■ Task to complete: Copy every line of the entries that has the string "Result" in it.

■ Supplied information:
========
// crates/lockup-cli/src/commands/query.rs
//
// `lockup {position, pool, totals, emission}`: read-only views evaluated at
// the clock's block.

use serde::Serialize;
use tabled::Tabled;

use lockup_core::{Address, Amount, Decimal, LedgerView, PoolKey, PositionStatus, TimeIndex};
use lockup_economics::token::format_units;

use super::Ledger;
use crate::error::CliError;
use crate::output::{emit, FieldRow, OutputFormat};

fn block_label(block: Option<TimeIndex>) -> String {
    block.map_or_else(|| "-".to_string(), |b| b.to_string())
}

fn amount_label(amount: Amount) -> String {
    format!("{} ({} tokens)", amount, format_units(amount))
}

#[derive(Debug, Serialize)]
struct PositionView {
    pool: Address,
    staker: Address,
    block: TimeIndex,
    status: PositionStatus,
    amount: Amount,
    pending_withdrawal: Amount,
    withdrawable: Amount,
    withdrawal_ready_at: Option<TimeIndex>,
    checkpoint_block: Option<TimeIndex>,
}

pub fn position(ledger: &Ledger, pool: &Address, staker: &Address, format: OutputFormat) -> Result<(), CliError> {
    let record = ledger.engine.position(pool, staker)?;
    let view = PositionView {
        pool: *pool,
        staker: *staker,
        block: ledger.clock_block(),
        status: record.status(),
        amount: record.amount,
        pending_withdrawal: record.pending_withdrawal,
        withdrawable: ledger.engine.withdrawable_amount(pool, staker)?,
        withdrawal_ready_at: record.withdrawal_ready_at,
        checkpoint_block: record.checkpoint_block,
    };
    let rows = vec![
        FieldRow::new("pool", view.pool),
        FieldRow::new("staker", view.staker),
        FieldRow::new("block", view.block),
        FieldRow::new("status", view.status),
        FieldRow::new("staked", amount_label(view.amount)),
        FieldRow::new("pending", amount_label(view.pending_withdrawal)),
        FieldRow::new("withdrawable", amount_label(view.withdrawable)),
        FieldRow::new("releasable at", block_label(view.withdrawal_ready_at)),
        FieldRow::new("last settled", block_label(view.checkpoint_block)),
    ];
    emit(format, &rows, &view);
    Ok(())
}

#[derive(Debug, Serialize)]
struct PoolView {
    pool: Address,
    block: TimeIndex,
    total_staked: Amount,
    cumulative_stake_area: Amount,
    last_block: TimeIndex,
    holders_reward: Amount,
    legacy_total_value: Amount,
    legacy_interest_price: Decimal,
    legacy_imported_value: Amount,
}

pub fn pool(ledger: &Ledger, pool: &Address, format: OutputFormat) -> Result<(), CliError> {
    let area = ledger.engine.cumulative_stake_area(&PoolKey::Pool(*pool))?;
    let entry = ledger.engine.store().pool(&PoolKey::Pool(*pool))?;
    let view = PoolView {
        pool: *pool,
        block: ledger.clock_block(),
        total_staked: area.unit,
        cumulative_stake_area: area.area,
        last_block: area.last_block,
        holders_reward: ledger.engine.cumulative_holders_reward(pool)?,
        legacy_total_value: entry.legacy_total_value,
        legacy_interest_price: entry.legacy_interest_price,
        legacy_imported_value: entry.legacy_imported_value,
    };
    let rows = vec![
        FieldRow::new("pool", view.pool),
        FieldRow::new("block", view.block),
        FieldRow::new("staked", amount_label(view.total_staked)),
        FieldRow::new("stake area", view.cumulative_stake_area),
        FieldRow::new("last change", view.last_block),
        FieldRow::new("holders reward", amount_label(view.holders_reward)),
        FieldRow::new("legacy total", view.legacy_total_value),
        FieldRow::new("legacy price", view.legacy_interest_price),
        FieldRow::new("legacy imported", view.legacy_imported_value),
    ];
    emit(format, &rows, &view);
    Ok(())
}

/// A row in the totals table.
#[derive(Debug, Serialize, Tabled)]
struct TotalRow {
    #[tabled(rename = "Pool")]
    pool: String,
    #[tabled(rename = "Staked")]
    staked: Amount,
    #[tabled(rename = "Stake Area")]
    area: Amount,
}

pub fn totals(ledger: &Ledger, pools: &[Address], format: OutputFormat) -> Result<(), CliError> {
    let mut rows = Vec::with_capacity(pools.len() + 1);
    for pool in pools {
        let area = ledger.engine.cumulative_stake_area(&PoolKey::Pool(*pool))?;
        rows.push(TotalRow {
            pool: pool.to_string(),
            staked: area.unit,
            area: area.area,
        });
    }
    let all = ledger.engine.cumulative_stake_area(&PoolKey::All)?;
    rows.push(TotalRow {
        pool: PoolKey::All.to_string(),
        staked: all.unit,
        area: all.area,
    });
    emit(format, &rows, &rows);
    Ok(())
}

#[derive(Debug, Serialize)]
struct EmissionView {
    block: TimeIndex,
    cumulative_emission: Amount,
    last_emission_rate: Amount,
    last_emission_block: Option<TimeIndex>,
    projected_emission: Amount,
    policy_rate: Amount,
}

pub fn emission(ledger: &Ledger, format: OutputFormat) -> Result<(), CliError> {
    let state = ledger.engine.emission_state()?;
    let projected = ledger.engine.projected_emission()?;
    let view = EmissionView {
        block: ledger.clock_block(),
        cumulative_emission: state.cumulative_emission,
        last_emission_rate: state.last_emission_rate,
        last_emission_block: state.last_emission_block,
        projected_emission: projected.next_cumulative,
        policy_rate: projected.current_rate,
    };
    let rows = vec![
        FieldRow::new("block", view.block),
        FieldRow::new("committed emission", amount_label(view.cumulative_emission)),
        FieldRow::new("committed rate", view.last_emission_rate),
        FieldRow::new("committed at", block_label(view.last_emission_block)),
        FieldRow::new("emission now", amount_label(view.projected_emission)),
        FieldRow::new("policy rate", view.policy_rate),
    ];
    emit(format, &rows, &view);
    Ok(())
}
========
■ Response to this exercise:
pub fn position(ledger: &Ledger, pool: &Address, staker: &Address, format: OutputFormat) -> Result<(), CliError> {
pub fn pool(ledger: &Ledger, pool: &Address, format: OutputFormat) -> Result<(), CliError> {
pub fn totals(ledger: &Ledger, pools: &[Address], format: OutputFormat) -> Result<(), CliError> {
pub fn emission(ledger: &Ledger, format: OutputFormat) -> Result<(), CliError> {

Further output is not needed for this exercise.